We want you to come to this meeting inspired to make change– even big changes! This can be a very exciting meeting as we share and bounce ideas off of each other. But in order to make this dialogue as successful as possible, you and your family have to do a little bit of homework first.

Please come to this meeting with as many pieces of inspiration as you and your family can gather for this project. This can be a time-consuming activity, but it is well worth the effort. Bailey does not deliver cookie-cutter renovations; we take our artistry cues from you and your needs. To help you better brainstorm your project, we have some ideas about tools you can use to help you come prepared to this meeting.

Objects

Did you pick up an exquisite piece of pottery on a recent trip to Peru? Is this object something you’d want to be a centerpiece and inspiration for your renovation? Bring it, or detailed photos of it, to your meeting. Did your great-grandmother crochet you an afghan when you were a child that you absolutely want to keep at the foot of your bed? Let us help you brainstorm how to include it in the planned decor of your new bedroom. Do you have a rug that is the only thing that truly “works” in your current living room? A family portrait whose hues you want to capture with your current decor? An existing stained-glass window that’s not going anywhere when you renovate? Bring with you objects that are critical to your redesign so we can develop an understanding of your needs and your taste. Or bring multiple detailed photos of the object(s) so we can get a good sense of your wishes.

Mood Boards

Mood boards had their “moment” probably a decade ago, but that doesn’t mean that they’re not still helpful now. Especially for projects like a renovation. This can be a super fun activity to do with your family. A mood board can bring together the colors, textures, patterns, objects and more that you want to build your home revival around. Visit a fabric store and collect samples that float your boat. Visit paint and wallpaper stores to gather chips and samples. Get together with your family, a pile of home decor magazines, some scissors, and a glue stick or two and compile images, fabrics, patterns, furniture and paints that inspire you on a posterboard. A mood board will help the Bailey team have a clear understanding of the things that you like and want to incorporate into your project.

Houzz/Pinterest boards

Of course, it’s 2024. Why shuffle off to multiple stores and purchase multiple expensive magazines, when really all the resources that you need are available to you online? (I don’t know, sometimes it’s more fun to make a mood board– but I’m old school like that). The best sites for compiling an online gallery of your renovation inspiration are Houzz and Pinterest.

Houzz was created because the founders’ own home renovation didn’t turn out like they wanted it to. According to Houzz, “When founders Adi and Alon remodeled their home, they started the way these projects often do: with a tall stack of magazines and referrals for home professionals from people they knew. But after those piles of torn out pages failed to make their dream a reality, they felt stuck. There had to be a better way.” 

Houzz features thousands and thousands of photos of interiors, videos, and product photos and descriptions that you can compile together in your own inspiration gallery. Just create an account, click on “Get Ideas,” and start adding images and videos to your own online mood board. Share it with us during our first meeting, and we’ll be able to get a good sense of where you want us to innovate your home. You can also check out our Houzz page for inspiration.
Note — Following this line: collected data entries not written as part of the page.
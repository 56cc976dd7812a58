use thiserror::Error;

#[derive(Debug, Error)]
pub enum AppError {
    // Fetch client errors
    #[error("API rate limit exceeded (429) (URL: {url})")]
    RateLimited { url: String },

    #[error("Request to {url} failed: {message}")]
    TransportFailure {
        url: String,
        status: Option<u16>,
        message: String,
    },

    #[error("Gave up on {url} after {attempts} attempts")]
    RetryExhausted { url: String, attempts: u32 },

    #[error("API returned malformed data: {message} (URL: {url})")]
    MalformedResponse { message: String, url: String },

    // User input errors
    #[error("Team with abbreviation '{alias}' not found")]
    TeamNotFound { alias: String },

    #[error("I/O error: {0}")]
    Io(#[from] std::io::Error),

    #[error("JSON error: {0}")]
    Json(#[from] serde_json::Error),

    #[error("TOML serialization error: {0}")]
    TomlSerialize(#[from] toml::ser::Error),

    #[error("TOML deserialization error: {0}")]
    TomlDeserialize(#[from] toml::de::Error),

    #[error("Configuration error: {0}")]
    Config(String),

    #[error("Log setup error: {0}")]
    LogSetup(String),
}

impl AppError {
    /// Create a configuration error with context
    pub fn config_error(msg: impl Into<String>) -> Self {
        Self::Config(msg.into())
    }

    /// Create a log setup error with context
    pub fn log_setup_error(msg: impl Into<String>) -> Self {
        Self::LogSetup(msg.into())
    }

    pub fn rate_limited(url: impl Into<String>) -> Self {
        Self::RateLimited { url: url.into() }
    }

    /// Create a transport failure. `status` is set when the server answered
    /// with a non-success status, and left empty for connection-level errors.
    pub fn transport_failure(
        url: impl Into<String>,
        status: Option<u16>,
        message: impl Into<String>,
    ) -> Self {
        Self::TransportFailure {
            url: url.into(),
            status,
            message: message.into(),
        }
    }

    pub fn retry_exhausted(url: impl Into<String>, attempts: u32) -> Self {
        Self::RetryExhausted {
            url: url.into(),
            attempts,
        }
    }

    /// Create a malformed response error (missing keys, undecodable body)
    pub fn malformed_response(message: impl Into<String>, url: impl Into<String>) -> Self {
        Self::MalformedResponse {
            message: message.into(),
            url: url.into(),
        }
    }

    pub fn team_not_found(alias: impl Into<String>) -> Self {
        Self::TeamNotFound {
            alias: alias.into(),
        }
    }

    /// Check if error is transient and worth another attempt
    pub fn is_retryable(&self) -> bool {
        matches!(
            self,
            AppError::RateLimited { .. } | AppError::TransportFailure { .. }
        )
    }
}
use crate::cli::Args;
use crate::config::Config;
use crate::constants::APP_NAME;
use crate::error::AppError;
use std::io::stdout;
use std::path::Path;
use tracing_appender::non_blocking::WorkerGuard;
use tracing_appender::rolling::{RollingFileAppender, Rotation};
use tracing_subscriber::{EnvFilter, fmt, prelude::*};

fn env_filter() -> Result<EnvFilter, AppError> {
    let directive = format!("{APP_NAME}=info")
        .parse()
        .map_err(|e| AppError::log_setup_error(format!("Invalid log directive: {e}")))?;
    Ok(EnvFilter::from_default_env().add_directive(directive))
}

/// Sets up logging for the application.
///
/// - Logs always go to a daily rolling file
/// - `--debug` additionally logs to stdout
/// - `--log-file` wins over the configured path, which wins over the default
///
/// Returns the path to the log file and the guard that must be kept alive
/// for the duration of the program to ensure proper log flushing.
pub async fn setup_logging(args: &Args, config: &Config) -> Result<(String, WorkerGuard), AppError> {
    let default_file_name = format!("{APP_NAME}.log");
    let custom_log_path = args.log_file.as_ref().or(config.log_file_path.as_ref());
    let (log_dir, log_file_name) = match custom_log_path {
        Some(custom_path) => {
            let path = Path::new(custom_path);
            let parent = path.parent().unwrap_or(Path::new("."));
            let parent = if parent.as_os_str().is_empty() {
                Path::new(".")
            } else {
                parent
            };
            let file_name = path
                .file_name()
                .and_then(|n| n.to_str())
                .unwrap_or(default_file_name.as_str());
            (parent.to_string_lossy().to_string(), file_name.to_string())
        }
        None => (Config::get_log_dir_path(), default_file_name.clone()),
    };

    if !Path::new(&log_dir).exists() {
        tokio::fs::create_dir_all(&log_dir).await.map_err(|e| {
            AppError::log_setup_error(format!("Failed to create log directory: {e}"))
        })?;
    }

    let file_appender = RollingFileAppender::new(Rotation::DAILY, &log_dir, &log_file_name);

    // The guard must outlive every log call so buffered lines get flushed
    let (non_blocking, guard) = tracing_appender::non_blocking(file_appender);

    let file_layer = fmt::Layer::new()
        .with_writer(non_blocking)
        .with_ansi(false)
        .with_filter(env_filter()?);

    if args.debug {
        tracing_subscriber::registry()
            .with(file_layer)
            .with(
                fmt::Layer::new()
                    .with_writer(stdout)
                    .with_ansi(true)
                    .with_filter(env_filter()?),
            )
            .init();
    } else {
        tracing_subscriber::registry().with(file_layer).init();
    }

    let log_file_path = format!("{log_dir}/{log_file_name}");
    Ok((log_file_path, guard))
}
//! Rate-limit aware JSON fetching with a bounded, constant-delay retry loop

use reqwest::{Client, StatusCode};
use serde_json::Value;
use std::future::Future;
use std::time::Duration;
use tracing::{debug, error, info, instrument, warn};

use super::http_client::create_http_client;
use crate::constants;
use crate::error::AppError;

/// Settings of the fetch client. Built from [`crate::config::Config`] plus
/// the API key found in the environment.
#[derive(Debug, Clone, PartialEq)]
pub struct FetchConfig {
    pub base_url: String,
    pub api_key: String,
    pub http_timeout_seconds: u64,
    pub max_attempts: u32,
    pub retry_delay: Duration,
    pub request_delay: Duration,
}

impl FetchConfig {
    /// Settings with the default rate-limit timings
    pub fn new(base_url: impl Into<String>, api_key: impl Into<String>) -> Self {
        FetchConfig {
            base_url: base_url.into(),
            api_key: api_key.into(),
            http_timeout_seconds: constants::DEFAULT_HTTP_TIMEOUT_SECONDS,
            max_attempts: constants::retry::MAX_ATTEMPTS,
            retry_delay: Duration::from_millis(constants::retry::RETRY_DELAY_MS),
            request_delay: Duration::from_millis(constants::retry::REQUEST_DELAY_MS),
        }
    }
}

/// The only suspension points of the client go through this trait so the
/// retry cooldown and the request throttle can be observed without waiting.
pub trait Sleeper: Send + Sync {
    fn sleep(&self, duration: Duration) -> impl Future<Output = ()> + Send;
}

/// Sleeps on the tokio timer
#[derive(Debug, Clone, Copy, Default)]
pub struct TokioSleeper;

impl Sleeper for TokioSleeper {
    async fn sleep(&self, duration: Duration) {
        tokio::time::sleep(duration).await;
    }
}

/// Issues authenticated GET requests against the API and returns parsed JSON.
///
/// Each call makes at most `max_attempts` attempts. A 429 or a transport
/// failure waits `retry_delay` and tries again; there is no backoff growth
/// and no jitter. Every successful response is followed by `request_delay`
/// before the call returns, which throttles the whole request stream.
pub struct FetchClient<S = TokioSleeper> {
    client: Client,
    config: FetchConfig,
    sleeper: S,
}

impl FetchClient<TokioSleeper> {
    pub fn new(config: FetchConfig) -> Result<Self, AppError> {
        Self::with_sleeper(config, TokioSleeper)
    }
}

impl<S: Sleeper> FetchClient<S> {
    pub fn with_sleeper(config: FetchConfig, sleeper: S) -> Result<Self, AppError> {
        let client = create_http_client(config.http_timeout_seconds, &config.api_key)?;
        Ok(FetchClient {
            client,
            config,
            sleeper,
        })
    }

    pub fn config(&self) -> &FetchConfig {
        &self.config
    }

    /// Fetches `url` and parses the body as JSON.
    ///
    /// # Errors
    /// * `AppError::RetryExhausted` - the final attempt was rate limited
    /// * `AppError::TransportFailure` - the final attempt failed at the transport
    ///   level or with a non-success status other than 429
    /// * `AppError::MalformedResponse` - a successful response was not JSON (not retried)
    #[instrument(skip(self))]
    pub async fn fetch(&self, url: &str) -> Result<Value, AppError> {
        let max_attempts = self.config.max_attempts.max(1);

        for attempt in 1..=max_attempts {
            info!("Fetching data from URL: {url} (attempt {attempt}/{max_attempts})");

            let error = match self.attempt(url).await {
                Ok(value) => {
                    self.sleeper.sleep(self.config.request_delay).await;
                    return Ok(value);
                }
                Err(e) if e.is_retryable() => e,
                Err(e) => return Err(e),
            };

            if attempt == max_attempts {
                error!("Request to {url} failed on final attempt: {error}");
                return Err(match error {
                    AppError::RateLimited { .. } => AppError::retry_exhausted(url, max_attempts),
                    other => other,
                });
            }

            match &error {
                AppError::RateLimited { .. } => warn!(
                    "Rate limit hit. Waiting {:?} before retry {}/{}",
                    self.config.retry_delay,
                    attempt + 1,
                    max_attempts
                ),
                other => warn!(
                    "Request failed (attempt {attempt}/{max_attempts}): {other}. Retrying in {:?}",
                    self.config.retry_delay
                ),
            }
            self.sleeper.sleep(self.config.retry_delay).await;
        }

        Err(AppError::retry_exhausted(url, max_attempts))
    }

    async fn attempt(&self, url: &str) -> Result<Value, AppError> {
        let response = self
            .client
            .get(url)
            .send()
            .await
            .map_err(|e| AppError::transport_failure(url, None, e.to_string()))?;

        let status = response.status();
        debug!("Response status: {status}");

        if status == StatusCode::TOO_MANY_REQUESTS {
            return Err(AppError::rate_limited(url));
        }
        if !status.is_success() {
            return Err(AppError::transport_failure(
                url,
                Some(status.as_u16()),
                format!("HTTP {status}"),
            ));
        }

        let body = response
            .text()
            .await
            .map_err(|e| AppError::transport_failure(url, None, e.to_string()))?;
        debug!("Response length: {} bytes", body.len());

        serde_json::from_str(&body).map_err(|e| {
            let preview: String = body.chars().take(200).collect();
            error!("Failed to parse API response from {url}: {e}. Body starts with: {preview}");
            AppError::malformed_response(format!("response is not valid JSON: {e}"), url)
        })
    }
}
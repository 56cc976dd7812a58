pub mod player_pool;
pub mod team_appearances;
pub mod team_lookup;

pub use player_pool::{
    PoolBuild, SkippedTeam, TeamOutcome, assemble_pool, build_player_pool,
    collect_team_outcomes, flex_players, merge_roster, players_for_positions,
};
pub use team_appearances::resolve_team_appearances;
pub use team_lookup::find_team_id;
Pinterest, which revolutionized the online mood board all the way back in 2008, is still an excellent source of inspiration. Because it was founded so many years ago, Pinterest has a much bigger database of images than Houzz and can be challenging to navigate. But if you have an idea of a theme for your remodel, you’ll have endless possibilities to choose from. Our Pinterest page is updated often.

Just log in and create an account, then search for your design inspiration, like “Caribbean nautical design” and browse other people’s boards for images that you love. Add them to your own board and then share that board with Bailey during our first meeting.  
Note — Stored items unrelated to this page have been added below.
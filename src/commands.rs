use crate::cli::Args;
use crate::config::Config;
use crate::data_fetcher::api::{NflApi, Sleeper};
use crate::data_fetcher::models::PlayerPool;
use crate::data_fetcher::processors::{build_player_pool, players_for_positions};
use crate::error::AppError;
use crate::storage;
use crate::summary::{format_build_report, format_player_summary, format_pool_counts};
use std::path::PathBuf;
use tracing::info;

/// Human label for a position code in summaries
fn position_label(position: &str) -> String {
    match position {
        "QB" => "Quarterbacks".to_string(),
        "RB" => "Running Backs".to_string(),
        "WR" => "Wide Receivers".to_string(),
        "TE" => "Tight Ends".to_string(),
        other => format!("{other} Players"),
    }
}

/// Output directory: `--output-dir` wins over the configured one.
pub fn output_dir(args: &Args, config: &Config) -> PathBuf {
    PathBuf::from(args.output_dir.as_deref().unwrap_or(&config.output_dir))
}

/// Validates command line argument combinations.
pub fn validate_args(args: &Args) -> Result<(), AppError> {
    let modes = [
        args.from_file,
        args.flex,
        args.roster.is_some(),
        args.season_schedule,
    ];
    if modes.iter().filter(|m| **m).count() > 1 {
        return Err(AppError::config_error(
            "Use only one of --from-file, --flex, --roster and --season-schedule",
        ));
    }
    if args.positions.iter().any(|p| p.trim().is_empty()) {
        return Err(AppError::config_error("Position codes cannot be empty"));
    }
    Ok(())
}

/// Handles the --list-config command.
pub async fn handle_list_config_command() -> Result<(), AppError> {
    Config::display().await
}

/// Handles --set-base-url: validates and persists the new base URL.
pub async fn handle_config_update_command(new_base_url: &str) -> Result<(), AppError> {
    let config_path = Config::get_config_path();
    let mut config = if std::path::Path::new(&config_path).exists() {
        Config::load_from_path(&config_path).await?
    } else {
        Config::default()
    };

    config.api_base_url = new_base_url.trim_end_matches('/').to_string();
    config.validate()?;
    config.save().await?;
    println!("Config updated successfully!");

    Ok(())
}

/// Default action: fetch the week's pool, persist it and print summaries.
pub async fn handle_build_pool_command<S: Sleeper>(
    api: &NflApi<S>,
    args: &Args,
    config: &Config,
) -> Result<(), AppError> {
    println!(
        "Building player pool for week {}, {} ({})...",
        args.week,
        args.year,
        args.positions.join(", ")
    );

    let build = build_player_pool(api, args.week, args.year, &args.positions).await?;

    let dir = output_dir(args, config);
    let pool_path = storage::save_player_pool(&dir, &build.pool, args.week, args.year).await?;
    let position_paths =
        storage::save_position_files(&dir, &build.pool, args.week, args.year).await?;

    println!("{}", format_build_report(&build));
    println!("Player pool saved to {}", pool_path.display());
    for path in &position_paths {
        println!("  {}", path.display());
    }

    for group in build.pool.groups() {
        println!(
            "{}",
            format_player_summary(&group.players, &position_label(&group.position))
        );
    }

    Ok(())
}

/// A loaded pool that tracks no positions came from a missing or unreadable
/// file. A saved pool always tracks its positions, even when they are empty.
pub fn is_saved_pool(pool: &PlayerPool) -> bool {
    pool.positions().next().is_some()
}

/// --from-file: summarize a pool saved by an earlier run.
pub async fn handle_from_file_command(args: &Args, config: &Config) -> Result<(), AppError> {
    let dir = output_dir(args, config);
    let pool = storage::load_player_pool(&dir, args.week, args.year).await?;

    if !is_saved_pool(&pool) {
        println!(
            "No saved player pool for week {}, {} in {}",
            args.week,
            args.year,
            dir.display()
        );
        return Ok(());
    }

    println!("{}", format_pool_counts(&pool));
    for position in &args.positions {
        let players = players_for_positions(&pool, std::slice::from_ref(position));
        println!(
            "{}",
            format_player_summary(&players, &position_label(position))
        );
    }
    Ok(())
}

/// --flex: FLEX-eligible players from the saved position files.
pub async fn handle_flex_command(args: &Args, config: &Config) -> Result<(), AppError> {
    let dir = output_dir(args, config);
    let players = storage::load_flex_eligible(&dir, args.week, args.year).await?;
    println!("{}", format_player_summary(&players, "FLEX Players"));
    Ok(())
}

/// --roster ALIAS: print one team's roster.
pub async fn handle_roster_command<S: Sleeper>(
    api: &NflApi<S>,
    alias: &str,
) -> Result<(), AppError> {
    let roster = api.fetch_roster_by_alias(alias).await?;
    info!("Fetched {} players for {}", roster.len(), alias);

    println!("\n{} roster ({} players):", alias.to_uppercase(), roster.len());
    println!("{}", "-".repeat(crate::constants::summary::RULE_WIDTH));
    for player in &roster {
        println!(
            "#{:<3} {:<4} {}",
            player.jersey.as_deref().unwrap_or("-"),
            player.position,
            player.name
        );
    }
    Ok(())
}

/// --season-schedule: week-by-week game counts.
pub async fn handle_season_schedule_command<S: Sleeper>(
    api: &NflApi<S>,
    year: u32,
) -> Result<(), AppError> {
    let season = api.fetch_season_schedule(year).await?;

    println!(
        "\n{year} regular season: {} weeks, {} games",
        season.weeks.len(),
        season.total_games()
    );
    for week in &season.weeks {
        let label = week
            .title
            .clone()
            .or_else(|| week.sequence.map(|s| s.to_string()))
            .unwrap_or_else(|| "?".to_string());
        println!("  Week {label}: {} games", week.games.len());
    }
    Ok(())
}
We’re happy to work with you

There are so many other design inspirations that you can bring to the table. Photos of a hotel room you stayed in (or want to stay in) that you want your bedroom to feel like. A movie still that shows a kitchen you swoon over. A postcard of an outdoor garden that inspires you to bring the outdoors inside.

One more way to share what you like… check out our Instagram feed for examples of some great ideas we’ve brought to life for clients. If you’re a baker you’re going to want to see this one.

We can’t wait to meet with you and to help you and your family bring your project to life. Bring us your “inspo” (as the kids say) and we will help make your renovation dreams come true.